The demands come in the wake of internal Catholic church records released Monday in a separate claim. Those memos, written in 1986 and 1987 by Archbishop Roger M. Mahony and Msgr. Thomas J. Curry, then the archdiocese’s chief advisor on sex abuse cases, displayed a concerted effort by officials to shield abusers from police.
Flanked by people who said they were abused by clergy, Joelle Casteix, western regional director of Survivors Network of Those Abused by Priests, demanded the release of the files. She also called for the immediate removal and punishment of any abuser still in the church.
Archbishop Jose Gomez of Los Angeles must end his silence, Casteix said, and release the unredacted documents of those involved in molesting children, as well as those who helped cover it up.
“They must be held accountable to the same laws that everyone standing behind me here is held accountable to,” Casteix said. “We are victims of clergy sexual abuse and supporters. We demand justice; we deserve justice.”
Manuel Vega, one of the victims who was part of the 2007 settlement, said he was abused from the time he was 10 years old until he was 15. He said it’s important for the public to understand exactly what took place and why the unreleased files are important.
“To feel the hands of the priest on me, the breath of the priest on the back of my neck, to feel him press against my body, to feel him violate me,” Vega said, “you have to put yourself in that moment to see what Cardinal Mahony is protecting.”
Vega said he remains frustrated because the lawsuit was about making the abuse files public and holding those responsible accountable — and not about money.
“The church continues to drag its feet,” Vega said. “Try living in my shoes for one day.”
Jim Robertson, 66, of Los Angeles said he was abused by two religious brothers at Junípero Serra High School in Gardena. One of them, he said, abused him for 10 days until a friend he confided in told school administrators.

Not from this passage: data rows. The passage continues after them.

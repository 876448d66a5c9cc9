//! Material models, pipeline state, and the GPU material block.
//!
//! - [`MaterialProxy`]: `Pod` parameter block, one per material
//! - [`MaterialRef`]: model + state + proxy index, shared by submeshes
//! - [`MaterialModel`], [`MaterialState`], [`AlphaMode`]: what selects a pipeline

mod types;

pub use types::{
    AlphaMode, MaterialModel, MaterialProxy, MaterialRef, MaterialRefId, MaterialState,
    proxy_flags,
};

On Tuesday, Robertson, who was part of the 2007 settlement, held up a pair of handcuffs and said they should be used to bring clergy who abused children to justice. Robertson said he used the same cuffs to tie himself to Mahony’s chair during a 2005 church service in protest of how the church handled the abuse cases.
“This is for the victims who are dead,” he said, holding the handcuffs in the air. “This is for the victims who have not been compensated.”